*** Opening Provided records ***
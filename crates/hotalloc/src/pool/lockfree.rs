//! Lock-free fixed-size object pool.
//!
//! Same slab layout as [`PoolAllocator`](crate::pool::PoolAllocator), but
//! the free list is a Treiber stack: an atomic head plus an out-of-line
//! link table with one entry per slot. Keeping links outside the slots
//! means poisoning a freed slot's body can never corrupt list integrity,
//! and a popper's link read never races a payload write.
//!
//! Ordering protocol: push stores `links[i]` before publishing slot `i`
//! with a release CAS on the head; pop loads the head with acquire and
//! then reads the link. Any thread that observes slot `i` as head
//! therefore observes the link published for it. Reordering those two
//! writes would reintroduce the ABA hazard described in the pop loop.

use crate::histogram::{Histogram, HistogramSnapshot};
use crate::platform;
use crate::pool::options::PoolOptions;
use crate::pool::quarantine::QuarantineRing;
use crate::pool::stats::{PoolMetrics, PoolStats};
use crate::util::{abort_with_message, align_up, MIN_ALIGN};
use core::ptr;
use core::sync::atomic::{AtomicPtr, Ordering};
use parking_lot::Mutex;

const LINK_BYTES: usize = core::mem::size_of::<*mut u8>();

pub struct LockFreePoolAllocator {
    slab: *mut u8,
    mapped_size: usize,
    object_size: usize,
    aligned_object_size: usize,
    capacity: usize,
    head: AtomicPtr<u8>,
    /// `links[i]` is the next-free pointer for slot `i`. Written only by
    /// the thread freeing slot `i`, before the CAS that publishes it.
    links: Box<[AtomicPtr<u8>]>,
    opts: PoolOptions,
    metrics: PoolMetrics,
    quarantine: Option<Mutex<QuarantineRing>>,
    histogram: Option<Histogram>,
}

unsafe impl Send for LockFreePoolAllocator {}
unsafe impl Sync for LockFreePoolAllocator {}

impl LockFreePoolAllocator {
    pub fn new(object_size: usize, capacity: usize) -> Self {
        Self::with_options(object_size, capacity, PoolOptions::default())
    }

    pub fn with_options(object_size: usize, capacity: usize, opts: PoolOptions) -> Self {
        let aligned_object_size = align_up(object_size.max(LINK_BYTES), MIN_ALIGN);

        let (slab, mapped_size) = if capacity > 0 {
            let mapped = align_up(aligned_object_size * capacity, platform::page_size());
            let slab = unsafe { platform::map_anonymous(mapped) };
            if slab.is_null() {
                abort_with_message("chunk source exhausted: pool slab mapping failed");
            }
            (slab, mapped)
        } else {
            (ptr::null_mut(), 0)
        };

        let links: Box<[AtomicPtr<u8>]> = (0..capacity)
            .map(|_| AtomicPtr::new(ptr::null_mut()))
            .collect();

        let pool = LockFreePoolAllocator {
            slab,
            mapped_size,
            object_size,
            aligned_object_size,
            capacity,
            head: AtomicPtr::new(ptr::null_mut()),
            links,
            quarantine: (opts.quarantine_size > 0)
                .then(|| Mutex::new(QuarantineRing::new(opts.quarantine_size))),
            histogram: opts
                .sample_histograms
                .then(|| Histogram::new(0, capacity as u64, opts.histogram_buckets)),
            opts,
            metrics: PoolMetrics::default(),
        };

        // Construction is single-threaded: thread the link table and
        // pre-poison whole slot bodies (links live out of line).
        if capacity > 0 {
            for i in 0..capacity {
                let next = if i + 1 < capacity {
                    unsafe { pool.slot_ptr(i + 1) }
                } else {
                    ptr::null_mut()
                };
                pool.links[i].store(next, Ordering::Relaxed);
                if pool.opts.poison_on_free {
                    unsafe {
                        ptr::write_bytes(pool.slot_ptr(i), pool.opts.poison_byte, aligned_object_size);
                    }
                }
            }
            pool.head.store(pool.slab, Ordering::Release);
        }
        pool
    }

    #[inline]
    unsafe fn slot_ptr(&self, index: usize) -> *mut u8 {
        self.slab.add(index * self.aligned_object_size)
    }

    /// Validate that `ptr` is a slot of this pool and return its index.
    /// Out-of-range or misaligned pointers are program bugs, not runtime
    /// conditions: abort with a diagnostic.
    #[inline]
    fn checked_slot_index(&self, ptr: *mut u8) -> usize {
        let base = self.slab as usize;
        let addr = ptr as usize;
        let Some(offset) = addr.checked_sub(base) else {
            abort_with_message("pointer below pool slab handed to lock-free pool");
        };
        if offset >= self.capacity * self.aligned_object_size {
            abort_with_message("pointer past pool slab handed to lock-free pool");
        }
        if offset % self.aligned_object_size != 0 {
            abort_with_message("misaligned slot pointer handed to lock-free pool");
        }
        offset / self.aligned_object_size
    }

    /// Pop a slot, or null when the free list is empty. Lock-free: a
    /// failing CAS retries with the freshly observed head.
    pub fn allocate(&self) -> *mut u8 {
        self.metrics.alloc_calls.fetch_add(1, Ordering::Relaxed);

        let mut head = self.head.load(Ordering::Acquire);
        loop {
            if head.is_null() {
                self.metrics.alloc_failures.fetch_add(1, Ordering::Relaxed);
                return ptr::null_mut();
            }
            let idx = self.checked_slot_index(head);
            // The link for `head` was published by the release CAS that
            // made it head; the acquire load above makes it visible.
            let next = self.links[idx].load(Ordering::Relaxed);
            match self
                .head
                .compare_exchange_weak(head, next, Ordering::AcqRel, Ordering::Acquire)
            {
                Ok(_) => break,
                Err(observed) => {
                    self.metrics.cas_failures.fetch_add(1, Ordering::Relaxed);
                    head = observed;
                }
            }
        }

        let occupancy = self.metrics.on_alloc_success();

        if self.opts.verify_poison_on_alloc && self.opts.poison_on_free {
            unsafe {
                self.verify_slot(head);
            }
        }
        if self.opts.zero_on_alloc {
            unsafe {
                ptr::write_bytes(head, 0, self.aligned_object_size);
            }
        }
        if let Some(hook) = &self.opts.on_alloc {
            hook(head, self.aligned_object_size);
        }
        if let Some(h) = &self.histogram {
            h.record(occupancy);
        }
        head
    }

    /// Return a slot to the pool. Null is a no-op; a pointer that is not a
    /// slot of this pool aborts.
    pub fn deallocate(&self, ptr: *mut u8) {
        if ptr.is_null() {
            return;
        }
        self.checked_slot_index(ptr);

        if let Some(hook) = &self.opts.on_free {
            hook(ptr, self.aligned_object_size);
        }
        if self.opts.poison_on_free {
            // Whole-slot poison: links are out of line, nothing here is
            // load-bearing for the free list.
            unsafe {
                core::ptr::write_bytes(ptr, self.opts.poison_byte, self.aligned_object_size);
            }
        }

        let to_free = match &self.quarantine {
            Some(q) => q.lock().push(ptr),
            None => Some(ptr),
        };
        if let Some(p) = to_free {
            self.push_slot(p);
        }

        let occupancy = self.metrics.on_free();
        if let Some(h) = &self.histogram {
            h.record(occupancy);
        }
    }

    /// CAS-push a slot onto the free list. The link store is sequenced
    /// before the release CAS that publishes the slot as head.
    fn push_slot(&self, ptr: *mut u8) {
        let idx = self.checked_slot_index(ptr);
        let mut head = self.head.load(Ordering::Relaxed);
        loop {
            self.links[idx].store(head, Ordering::Relaxed);
            match self
                .head
                .compare_exchange_weak(head, ptr, Ordering::Release, Ordering::Relaxed)
            {
                Ok(_) => return,
                Err(observed) => {
                    self.metrics.cas_failures.fetch_add(1, Ordering::Relaxed);
                    head = observed;
                }
            }
        }
    }

    /// Abort if any byte of the slot no longer matches the poison
    /// pattern: something wrote through a dangling pointer.
    unsafe fn verify_slot(&self, slot: *mut u8) {
        for i in 0..self.aligned_object_size {
            let got = slot.add(i).read();
            if got != self.opts.poison_byte {
                abort_with_message(&format!(
                    "use-after-free detected: poison mismatch at byte {i} (found {got:#04x}, expected {:#04x})",
                    self.opts.poison_byte
                ));
            }
        }
    }

    pub fn used(&self) -> usize {
        self.metrics.in_use.load(Ordering::Relaxed) as usize
    }

    pub fn capacity(&self) -> usize {
        self.capacity
    }

    pub fn object_size(&self) -> usize {
        self.object_size
    }

    pub fn aligned_object_size(&self) -> usize {
        self.aligned_object_size
    }

    pub fn get_stats(&self) -> PoolStats {
        self.metrics
            .snapshot(self.capacity, self.object_size, self.aligned_object_size)
    }

    /// Occupancy distribution, when `sample_histograms` is on.
    pub fn occupancy_histogram(&self) -> Option<HistogramSnapshot> {
        self.histogram.as_ref().map(Histogram::snapshot)
    }

    /// Pop a slot and move `value` into it. None when the pool is full.
    pub fn construct<T>(&self, value: T) -> Option<core::ptr::NonNull<T>> {
        debug_assert!(core::mem::size_of::<T>() <= self.aligned_object_size);
        debug_assert!(core::mem::align_of::<T>() <= MIN_ALIGN);
        let raw = self.allocate() as *mut T;
        core::ptr::NonNull::new(raw).map(|nn| {
            unsafe {
                nn.as_ptr().write(value);
            }
            nn
        })
    }

    /// Drop the value in place and return its slot to the pool.
    ///
    /// # Safety
    /// `ptr` must have come from `construct` on this pool and not been
    /// destroyed already.
    pub unsafe fn destroy<T>(&self, ptr: core::ptr::NonNull<T>) {
        core::ptr::drop_in_place(ptr.as_ptr());
        self.deallocate(ptr.as_ptr() as *mut u8);
    }
}

impl Drop for LockFreePoolAllocator {
    fn drop(&mut self) {
        if !self.slab.is_null() {
            unsafe {
                platform::unmap(self.slab, self.mapped_size);
            }
        }
    }
}

#[cfg(test)]
mod tests {
    use super::*;

    #[test]
    fn pop_and_push_round_trip() {
        let pool = LockFreePoolAllocator::new(64, 4);
        let a = pool.allocate();
        let b = pool.allocate();
        assert!(!a.is_null() && !b.is_null());
        assert_ne!(a, b);
        pool.deallocate(a);
        pool.deallocate(b);
        let s = pool.get_stats();
        assert_eq!(s.in_use, 0);
        assert_eq!(s.alloc_calls, 2);
        assert_eq!(s.free_calls, 2);
    }

    #[test]
    fn exhaustion_counts_failures_without_touching_in_use() {
        let pool = LockFreePoolAllocator::new(16, 2);
        let a = pool.allocate();
        let b = pool.allocate();
        assert!(pool.allocate().is_null());
        let s = pool.get_stats();
        assert_eq!(s.alloc_failures, 1);
        assert_eq!(s.in_use, 2);
        pool.deallocate(a);
        pool.deallocate(b);
    }

    #[test]
    fn freed_slots_come_back_lifo_without_quarantine() {
        let pool = LockFreePoolAllocator::new(32, 4);
        let a = pool.allocate();
        pool.deallocate(a);
        let b = pool.allocate();
        assert_eq!(a, b);
        pool.deallocate(b);
    }

    #[test]
    fn occupancy_histogram_samples_every_transition() {
        let pool =
            LockFreePoolAllocator::with_options(32, 8, PoolOptions {
                sample_histograms: true,
                histogram_buckets: 8,
                ..PoolOptions::default()
            });
        let p = pool.allocate();
        pool.deallocate(p);
        let snap = pool.occupancy_histogram().unwrap();
        assert_eq!(snap.counts.iter().sum::<u64>(), 2);
    }
}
*** Closing Provided records ***
[Problem details]
Scan the material above for lines holding the string "PoolStats" and copy those lines.

[Exercise output]
use crate::pool::stats::{PoolMetrics, PoolStats};
    pub fn get_stats(&self) -> PoolStats {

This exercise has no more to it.